Universidade do Futebol

João Paulo Medina

14/12/2005

Informações que desinformam

Entender a realidade, a vida e todos os fenômenos que os cercam nem sempre é uma tarefa fácil.

Alguém já disse que a mentira é uma verdade que deixou de acontecer. Já a desinformação é algo que aconteceu, mas é dito de um jeito que dá a idéia de que aconteceu de forma diferente.

Isso, muitas vezes, acontece por pura desinformação da fonte que produz a dita “informação”. Mas pode também estar envolto de uma verdadeira manipulação dos fatos o que, sem dúvida, se torna algo muito mais grave.

Vemos, com mais freqüência do que gostaríamos, os órgãos de imprensa praticando a desinformação que, não raro, nos faz desconfiar de que alguma espécie de manipulação pode estar por trás das noticias.

Dias atrás, por exemplo, ouvi e li comentários sobre o desconhecido time de futebol da Arábia Saudita, chamado Al Ittihad.  Desconhecido se levarmos em conta que vivemos no Brasil, pois no mundo árabe este é um dos times mais conhecidos e famosos por sua história e performances no Oriente Médio.

Como trabalhei neste clube na temporada de 2003-2004 e conhecendo um pouco de sua historia e seus jogadores, fiquei surpreso quando me deparei com noticias afirmando que este clube, que jogou com o São Paulo pelo mundial interclubes, era apenas um time de aluguel, ou pior um time de mercenários.

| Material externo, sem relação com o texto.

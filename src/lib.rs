pub mod simulation;
pub mod configuration;
pub mod benchmark;
pub mod error;

pub use error::SimulationError;

pub use simulation::vector::{NVec3, VectorExt};
pub use simulation::particle::{Particle, ParticleKind, STAR_MASS_THRESHOLD};
pub use simulation::bounding_box::BoundingBox;
pub use simulation::barnes_hut::{SpatialTree, Slot, Source, DEFAULT_THETA};
pub use simulation::forces::{ForceSet, ForceTerm, NewtonianGravity, Coulomb, PointSource};
pub use simulation::collision::{Interaction, CollisionParams};
pub use simulation::engine::Engine;
pub use simulation::params::Parameters;
pub use simulation::kernel::{Simulation, rotate_world};
pub use simulation::scenario::Scenario;

pub use configuration::config::{EngineConfig, ParametersConfig, ParticleConfig, ScenarioConfig};

pub use benchmark::benchmark::{bench_forces, bench_step_curve};
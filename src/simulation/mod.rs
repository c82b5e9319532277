pub mod vector;
pub mod particle;
pub mod bounding_box;
pub mod barnes_hut;
pub mod forces;
pub mod collision;
pub mod integrator;
pub mod params;
pub mod engine;
pub mod kernel;
pub mod scenario;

Pensei, então, acompanhando estas noticias que, talvez, o Al Ittihad tivesse mudado sua política e contratado na última hora um novo time para disputar o mundial de clubes.

Isso talvez pudesse ter algum fundamento se o clube conseguisse inscrever três brasileiros contratados recentemente que, juntamente com Khallon, entrassem em campo. Coisa que não ocorreu. Apenas Khallon, um destacado jogador de Serra Leoa que há anos joga na Europa, conseguiu condições de jogo.

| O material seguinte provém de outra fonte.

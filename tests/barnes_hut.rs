use std::ops::ControlFlow;

use bhparticles::simulation::barnes_hut::enclosing_cube;
use bhparticles::{NVec3, Particle, ParticleKind, SimulationError, Slot, Source, SpatialTree};

use rand::{rngs::StdRng, Rng, SeedableRng};

/// Root covering the default simulation box
fn default_root() -> SpatialTree {
    SpatialTree::new(NVec3::repeat(-100.0), 200.0)
}

fn planet(x: f64, y: f64, z: f64, mass: f64) -> Particle {
    Particle::new(ParticleKind::Planet, NVec3::new(x, y, z)).with_mass(mass)
}

/// Count the sources a walk from `position` produces
fn walk(tree: &SpatialTree, position: NVec3, theta: f64, reach: Option<f64>) -> (Vec<usize>, Vec<f64>) {
    let mut particles = Vec::new();
    let mut aggregates = Vec::new();
    let _ = tree.for_each_source(&position, theta, reach, &mut |source| {
        match source {
            Source::Particle(i) => particles.push(i),
            Source::Aggregate { mass, .. } => aggregates.push(mass),
        }
        ControlFlow::Continue(())
    });
    (particles, aggregates)
}

#[test]
fn root_aggregates_match_particle_sums() {
    let mut rng = StdRng::seed_from_u64(3);
    let mut particles: Vec<Particle> = (0..100)
        .map(|_| {
            planet(rng.gen_range(-99.0..99.0), rng.gen_range(-99.0..99.0), rng.gen_range(-99.0..99.0), rng.gen_range(0.5..50.0))
                .with_charge(rng.gen_range(-1.0..1.0))
        })
        .collect();
    // a few coincident duplicates
    for i in 0..5 {
        let twin = particles[i].clone();
        particles.push(twin);
    }

    let (tree, rejected) = SpatialTree::build(NVec3::repeat(-100.0), 200.0, &particles);
    assert!(rejected.is_empty());
    assert_eq!(tree.particle_count(), particles.len());

    let mass: f64 = particles.iter().map(|p| p.mass).sum();
    let charge: f64 = particles.iter().map(|p| p.charge).sum();
    let com = particles.iter().fold(NVec3::zeros(), |acc, p| acc + p.position * p.mass) / mass;

    assert!((tree.aggregate_mass - mass).abs() <= 1e-12 * mass, "mass {} vs {}", tree.aggregate_mass, mass);
    assert!((tree.aggregate_charge - charge).abs() < 1e-9, "charge {} vs {}", tree.aggregate_charge, charge);
    assert!((tree.center_of_mass - com).norm() < 1e-9, "center of mass {:?} vs {:?}", tree.center_of_mass, com);
}

#[test]
fn coincident_particles_share_one_bucket() {
    let mut tree = default_root();
    let a = planet(10.0, 10.0, 10.0, 2.0);
    let b = planet(10.0, 10.0, 10.0, 3.0);
    tree.insert(0, &a).unwrap();
    tree.insert(1, &b).unwrap();

    let leaves: Vec<_> = tree
        .slots()
        .iter()
        .filter_map(|s| if let Slot::Leaf(leaf) = s { Some(leaf) } else { None })
        .collect();

    assert_eq!(leaves.len(), 1, "coincident particles must not subdivide");
    assert_eq!(leaves[0].bucket, vec![0, 1]);
    assert!((leaves[0].mass - 5.0).abs() < 1e-12);
    assert!((tree.aggregate_mass - 5.0).abs() < 1e-12);
}

#[test]
fn distinct_particles_in_one_octant_subdivide() {
    let mut tree = default_root();
    tree.insert(0, &planet(10.0, 10.0, 10.0, 1.0)).unwrap();
    tree.insert(1, &planet(60.0, 60.0, 60.0, 1.0)).unwrap();

    assert!(matches!(tree.slots()[7], Slot::Node(_)), "octant 7 should hold a child node");
    assert_eq!(tree.particle_count(), 2);
    assert!(tree.node_boxes().len() >= 2);
}

#[test]
fn insert_rejects_invalid_and_outside_positions() {
    let mut tree = default_root();
    tree.insert(0, &planet(1.0, 1.0, 1.0, 1.0)).unwrap();

    let outside = tree.insert(1, &planet(150.0, 0.0, 0.0, 1.0));
    assert!(matches!(outside, Err(SimulationError::InvalidPosition { .. })));

    let nan = tree.insert(2, &planet(f64::NAN, 0.0, 0.0, 1.0));
    assert!(matches!(nan, Err(SimulationError::InvalidPosition { .. })));

    let inf = tree.insert(3, &planet(0.0, f64::INFINITY, 0.0, 1.0));
    assert!(inf.is_err());

    // failed inserts leave the tree untouched
    assert_eq!(tree.particle_count(), 1);
    assert!((tree.aggregate_mass - 1.0).abs() < 1e-12);
}

#[test]
fn build_reports_rejected_and_skips_removed() {
    let mut removed = planet(5.0, 5.0, 5.0, 1.0);
    removed.remove();
    let particles = vec![planet(0.0, 0.0, 0.0, 1.0), planet(500.0, 0.0, 0.0, 1.0), removed];

    let (tree, rejected) = SpatialTree::build(NVec3::repeat(-100.0), 200.0, &particles);
    assert_eq!(rejected, vec![1]);
    assert_eq!(tree.particle_count(), 1);
}

#[test]
fn distant_cluster_is_seen_as_one_aggregate() {
    let mut tree = default_root();
    let mut index = 0;
    for dx in [0.0, 2.0] {
        for dy in [0.0, 2.0] {
            for dz in [0.0, 2.0] {
                tree.insert(index, &planet(50.0 + dx, 50.0 + dy, 50.0 + dz, 1.0)).unwrap();
                index += 1;
            }
        }
    }

    let observer = NVec3::repeat(-90.0);

    let (particles, aggregates) = walk(&tree, observer, 0.5, None);
    assert!(particles.is_empty(), "no cluster member should be visited individually");
    assert_eq!(aggregates.len(), 1);
    assert!((aggregates[0] - 8.0).abs() < 1e-12);

    // contact reach far smaller than the distance does not change that
    let (particles, aggregates) = walk(&tree, observer, 0.5, Some(2.0));
    assert!(particles.is_empty());
    assert_eq!(aggregates.len(), 1);

    // theta = 0 opens every node
    let (particles, aggregates) = walk(&tree, observer, 0.0, None);
    assert_eq!(particles.len(), 8);
    assert!(aggregates.is_empty());
}

#[test]
fn nearby_particles_are_visited_individually() {
    let mut tree = default_root();
    tree.insert(0, &planet(50.0, 50.0, 50.0, 1.0)).unwrap();
    tree.insert(1, &planet(51.0, 51.0, 51.0, 1.0)).unwrap();

    let (particles, aggregates) = walk(&tree, NVec3::new(50.5, 50.5, 50.5), 0.5, None);
    assert!(aggregates.is_empty());
    assert_eq!(particles.len(), 2);
}

#[test]
fn walk_stops_when_visitor_breaks() {
    let mut tree = default_root();
    for i in 0..10 {
        tree.insert(i, &planet(-90.0 + 18.0 * i as f64, 0.0, 0.0, 1.0)).unwrap();
    }

    let mut seen = 0;
    let flow = tree.for_each_source(&NVec3::zeros(), 0.0, None, &mut |_| {
        seen += 1;
        if seen == 3 {
            ControlFlow::Break(())
        } else {
            ControlFlow::Continue(())
        }
    });

    assert!(flow.is_break());
    assert_eq!(seen, 3);
}

#[test]
fn enclosing_cube_covers_all_particles() {
    let particles = vec![
        planet(-3.0, 2.0, 0.0, 1.0),
        planet(7.0, -1.0, 4.0, 1.0),
        planet(0.0, 0.0, -6.0, 1.0),
    ];
    let (origin, edge) = enclosing_cube(&particles);
    let tree = SpatialTree::new(origin, edge);

    for p in &particles {
        assert!(tree.contains(&p.position), "{:?} not inside the cube", p.position);
    }

    // empty or single-point input still gives a usable cube
    let (_, edge) = enclosing_cube(&[]);
    assert!(edge > 0.0);
    let (_, edge) = enclosing_cube(&particles[..1]);
    assert!(edge >= 1.0);
}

O que pude observar (e esta é a realidade que deveria também ser contada para não distorcer os fatos) foi que o time saudita jogou contra o Al Ahli do Egito e o São Paulo Futebol Clube com nada menos do que 9 jogadores que jogam juntos há praticamente 3 anos consecutivos. 

Penso que em um modelo de jornalismo mais atento e crítico estes acontecimentos, aparentemente – e só aparentemente – sem muita importância, deveriam ser considerados.

Fatos como este, se não esclarecidos adequadamente distorcem a realidade e são capazes de transformar a informação em desinformação.